## EXERCISE BRIEF
The result should be every line in the material below containing the string "crate".

(DATA EXTRACTS)

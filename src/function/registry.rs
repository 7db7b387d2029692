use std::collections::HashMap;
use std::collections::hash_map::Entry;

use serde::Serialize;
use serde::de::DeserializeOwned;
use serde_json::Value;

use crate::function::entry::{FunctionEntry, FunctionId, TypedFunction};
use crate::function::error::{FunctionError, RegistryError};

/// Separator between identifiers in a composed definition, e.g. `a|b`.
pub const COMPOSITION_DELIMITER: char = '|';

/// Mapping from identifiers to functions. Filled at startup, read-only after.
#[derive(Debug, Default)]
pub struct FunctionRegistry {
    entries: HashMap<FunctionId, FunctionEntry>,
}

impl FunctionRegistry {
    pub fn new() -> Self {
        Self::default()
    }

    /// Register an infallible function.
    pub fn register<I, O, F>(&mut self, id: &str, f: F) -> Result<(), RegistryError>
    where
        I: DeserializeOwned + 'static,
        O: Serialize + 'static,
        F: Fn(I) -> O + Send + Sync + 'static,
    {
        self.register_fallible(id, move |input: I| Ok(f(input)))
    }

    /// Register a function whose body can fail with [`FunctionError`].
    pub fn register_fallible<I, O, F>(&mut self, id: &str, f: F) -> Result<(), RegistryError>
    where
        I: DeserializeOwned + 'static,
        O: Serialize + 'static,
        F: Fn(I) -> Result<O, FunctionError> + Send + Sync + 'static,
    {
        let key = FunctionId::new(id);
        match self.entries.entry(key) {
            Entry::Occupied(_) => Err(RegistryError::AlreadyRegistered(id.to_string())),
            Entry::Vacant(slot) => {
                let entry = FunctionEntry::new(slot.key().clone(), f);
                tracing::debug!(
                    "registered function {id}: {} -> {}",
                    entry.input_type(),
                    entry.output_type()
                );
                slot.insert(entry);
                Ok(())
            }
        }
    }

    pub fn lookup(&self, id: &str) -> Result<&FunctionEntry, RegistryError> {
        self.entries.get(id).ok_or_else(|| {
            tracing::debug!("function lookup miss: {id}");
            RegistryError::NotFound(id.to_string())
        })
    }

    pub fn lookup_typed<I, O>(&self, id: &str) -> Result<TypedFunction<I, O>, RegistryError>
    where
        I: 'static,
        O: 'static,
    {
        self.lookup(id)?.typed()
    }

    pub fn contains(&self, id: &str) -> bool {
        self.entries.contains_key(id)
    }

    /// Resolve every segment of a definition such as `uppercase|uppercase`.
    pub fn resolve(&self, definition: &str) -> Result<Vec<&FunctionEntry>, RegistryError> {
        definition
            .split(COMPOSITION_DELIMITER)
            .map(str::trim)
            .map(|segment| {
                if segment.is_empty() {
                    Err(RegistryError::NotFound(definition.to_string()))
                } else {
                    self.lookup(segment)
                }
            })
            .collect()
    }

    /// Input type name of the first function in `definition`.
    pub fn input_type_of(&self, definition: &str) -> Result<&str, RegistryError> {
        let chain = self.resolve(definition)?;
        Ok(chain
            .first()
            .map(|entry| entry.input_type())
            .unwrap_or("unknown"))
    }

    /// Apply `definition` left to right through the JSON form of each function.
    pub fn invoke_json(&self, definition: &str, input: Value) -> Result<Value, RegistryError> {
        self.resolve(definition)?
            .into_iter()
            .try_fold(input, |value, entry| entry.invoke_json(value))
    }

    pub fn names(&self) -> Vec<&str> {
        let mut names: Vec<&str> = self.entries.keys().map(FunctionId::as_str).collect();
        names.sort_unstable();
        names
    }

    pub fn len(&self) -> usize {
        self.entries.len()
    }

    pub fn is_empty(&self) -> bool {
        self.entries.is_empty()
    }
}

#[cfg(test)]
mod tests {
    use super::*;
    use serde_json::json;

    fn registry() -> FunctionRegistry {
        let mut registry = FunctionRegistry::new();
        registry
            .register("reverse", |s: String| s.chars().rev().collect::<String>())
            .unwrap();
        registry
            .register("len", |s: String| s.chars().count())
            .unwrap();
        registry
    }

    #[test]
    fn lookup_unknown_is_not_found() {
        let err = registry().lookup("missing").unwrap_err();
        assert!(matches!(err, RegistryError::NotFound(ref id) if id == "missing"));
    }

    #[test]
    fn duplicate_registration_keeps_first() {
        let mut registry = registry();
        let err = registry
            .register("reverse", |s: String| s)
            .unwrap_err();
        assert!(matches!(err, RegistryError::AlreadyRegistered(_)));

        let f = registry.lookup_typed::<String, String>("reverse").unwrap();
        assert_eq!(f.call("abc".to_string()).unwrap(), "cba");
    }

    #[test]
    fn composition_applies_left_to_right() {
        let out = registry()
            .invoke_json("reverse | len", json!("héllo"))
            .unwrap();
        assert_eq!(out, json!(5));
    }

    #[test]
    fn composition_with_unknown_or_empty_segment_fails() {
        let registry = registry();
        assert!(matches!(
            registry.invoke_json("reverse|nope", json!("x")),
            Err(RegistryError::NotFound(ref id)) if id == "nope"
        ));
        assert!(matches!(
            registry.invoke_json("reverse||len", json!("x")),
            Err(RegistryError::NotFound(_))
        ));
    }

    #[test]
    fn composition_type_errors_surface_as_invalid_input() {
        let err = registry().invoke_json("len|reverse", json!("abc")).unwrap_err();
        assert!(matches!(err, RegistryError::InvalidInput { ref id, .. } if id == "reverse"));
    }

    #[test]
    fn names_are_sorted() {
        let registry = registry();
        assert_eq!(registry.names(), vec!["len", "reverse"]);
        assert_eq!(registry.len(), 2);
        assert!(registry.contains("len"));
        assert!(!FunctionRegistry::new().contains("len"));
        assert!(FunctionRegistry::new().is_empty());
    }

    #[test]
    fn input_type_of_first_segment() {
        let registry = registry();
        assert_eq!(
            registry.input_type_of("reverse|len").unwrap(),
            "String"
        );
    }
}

(End DATA EXTRACTS)

## TASK RESPONSE
use crate::function::entry::{FunctionEntry, FunctionId, TypedFunction};
use crate::function::error::{FunctionError, RegistryError};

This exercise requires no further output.